Enabling An Addict – The Help That Only Makes Things Worse

What Exactly Is Enabling?

When addressing addiction or other dysfunctions in families or relationships, “enabling” means giving “help” that actually makes the situation worse. Family members’ attempts to problem solve on behalf of the alcoholic/addict often results in “enabling”. Enabling is the act of removing or buffering the natural negative effects of the drinking or using. Enabling actually assists the alcoholic/addict in continuing to drink or use drugs, often the exact opposite of the intended outcome. When a loved one removes or buffers the natural negative consequences of the drinking/using, the addict is not motivated to change.

What Is The Motivation Behind Enabling?

There are many reasons why enabling occurs, and many of these are based on emotions that we may not even know we are feeling: guilt, fear and love are among the most common.

Guilt

Enabling behavior that is based in guilt may have roots many years before someone married or became involved in an alcoholic relationship. Someone may have been born into an alcoholic or addictive family and have felt that in some way they should have been able to “save” a loved one.
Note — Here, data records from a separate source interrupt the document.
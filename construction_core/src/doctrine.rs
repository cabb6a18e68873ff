use bitflags::bitflags;
use construction_schema::Faction;

use crate::orders::ConstructionOrderStatus;

bitflags! {
    /// Faction-specific rules for how builders relate to their buildings.
    #[derive(Debug, Clone, Copy, PartialEq, Eq, Hash)]
    pub struct DoctrineFlags: u8 {
        /// A worker must stay with the building until it completes; a dead
        /// builder is replaced.
        const DEDICATED_BUILDER = 0b0000_0001;
        /// The worker is free to leave once the building has started.
        const RELEASES_BUILDER = 0b0000_0010;
        /// The worker turns into the building itself.
        const METAMORPHOSIS = 0b0000_0100;
    }
}

impl DoctrineFlags {
    pub fn for_faction(faction: Faction) -> Self {
        match faction {
            Faction::Terran => DoctrineFlags::DEDICATED_BUILDER,
            Faction::Protoss => DoctrineFlags::RELEASES_BUILDER,
            Faction::Zerg => DoctrineFlags::METAMORPHOSIS,
        }
    }

    /// Whether the builder of an order in `status` is still held by that order.
    pub fn holds_builder(&self, status: ConstructionOrderStatus) -> bool {
        !(self.contains(DoctrineFlags::RELEASES_BUILDER)
            && status == ConstructionOrderStatus::InProgress)
    }
}

#[cfg(test)]
mod tests {
    use super::*;

    #[test]
    fn each_faction_maps_to_one_policy() {
        assert_eq!(
            DoctrineFlags::for_faction(Faction::Terran),
            DoctrineFlags::DEDICATED_BUILDER
        );
        assert_eq!(
            DoctrineFlags::for_faction(Faction::Protoss),
            DoctrineFlags::RELEASES_BUILDER
        );
        assert_eq!(
            DoctrineFlags::for_faction(Faction::Zerg),
            DoctrineFlags::METAMORPHOSIS
        );
    }

    #[test]
    fn only_releasing_doctrine_frees_in_progress_builders() {
        let protoss = DoctrineFlags::for_faction(Faction::Protoss);
        assert!(protoss.holds_builder(ConstructionOrderStatus::NotStarted));
        assert!(!protoss.holds_builder(ConstructionOrderStatus::InProgress));

        let terran = DoctrineFlags::for_faction(Faction::Terran);
        assert!(terran.holds_builder(ConstructionOrderStatus::InProgress));
    }
}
Guilt may also occur for no specific reason but is powerful enough that someone begins to enable a friend or loved one by thinking that it is their own behavior that pushes the addict into using drugs, that if only the non-addicted person tried harder, then they could recover.

Fear

Fear is a strong ally of enabling. Loved ones may be afraid that if the addict goes through treatment and recovery, then they may not need or want them anymore. Sometimes a person is afraid of being alone. Or perhaps the natural consequences are too frightening to face; jail, criminal record, loss of job, loss of income, loss of reputation – for everyone, embarrassment for other family members, perhaps young children. Whatever the reason, fear can be exploited by the disease to protect the addiction and the addict’s behaviors. LoveWhen someone is struggling or hurt, it seems only normal that a loved one would want to help them. It feels wrong NOT to help them. But when love becomes enabling, the enabler may go from waking them up when they occasionally oversleep, to calling in sick for them after a binge. Love stops being helpful, and actually begins to support their addiction.

What Are The Signs (or Consequences) of Enabling?

Enabling does not present in one, unified format, nor is there one specific behavior or action that guarantees that an individual has become an enabler. Rather, enabling often reveals itself not through a singular but rather series of actions and behaviors that continue to progress as the addiction and the consequences escalate. The following is a brief list of common enabling behaviors:

  • Making sure that the alcoholic/addict has a job, even if you have to employ him/her.
  • Calling to wake him/her up for work or school.
  • Making excuses on behalf of them. Calling in sick to work for him/her. Apologizing for his/her behavior.
  • Going on “search and destroy” missions where you hunt down the stash and destroy it.
  • Pouring out the liquor. Limiting the amount of cash they have.
  • Appointing yourself the “drink counter/monitor” and trying to limit how much the alcoholic drank.
  • Bailing them out of jail. Putting them to bed when they have passed out in the kitchen floor or on the lawn.
  • Cleaning up the vomit.
  • Looking for them when they don’t come home. Going to the bar to bring them home.
  • Using pleading, arguing, reason and logic, guilt trips, anger, threats, etc. to get them to quit.
  • Staying home from planned trips to “babysit” them so that they don’t get into trouble.
  • Pulling back from family and friends to keep from discussing the problem.
  • “Playing detective” to gather enough information to confront them with so that they will admit that they have a problem and will quit.
  • Buying liquor for them or picking them up at the bar so that they don’t get a DUI.
  • Giving them food, paying the rent, car insurance, etc.

The biggest consequence for the addict is that their life continues to be controlled by the disease and the consequences continue to increase. The consequences for the loved ones may be emotional, such as a loss of self-esteem or a sense of hopelessness. It is common for the family member to experience anger and resentment, or perhaps more guilt. The consequences may be physical. It is common for enablers to struggle with fatigue, depression, or other health problems. It may be relational, as they neglect other important people in their lives in order to focus primarily on the addict. Finally, as the consequences (or threat of them) continue to accumulate, financial problems become a consequence not only for the addiction itself but also for all the enabling behaviors.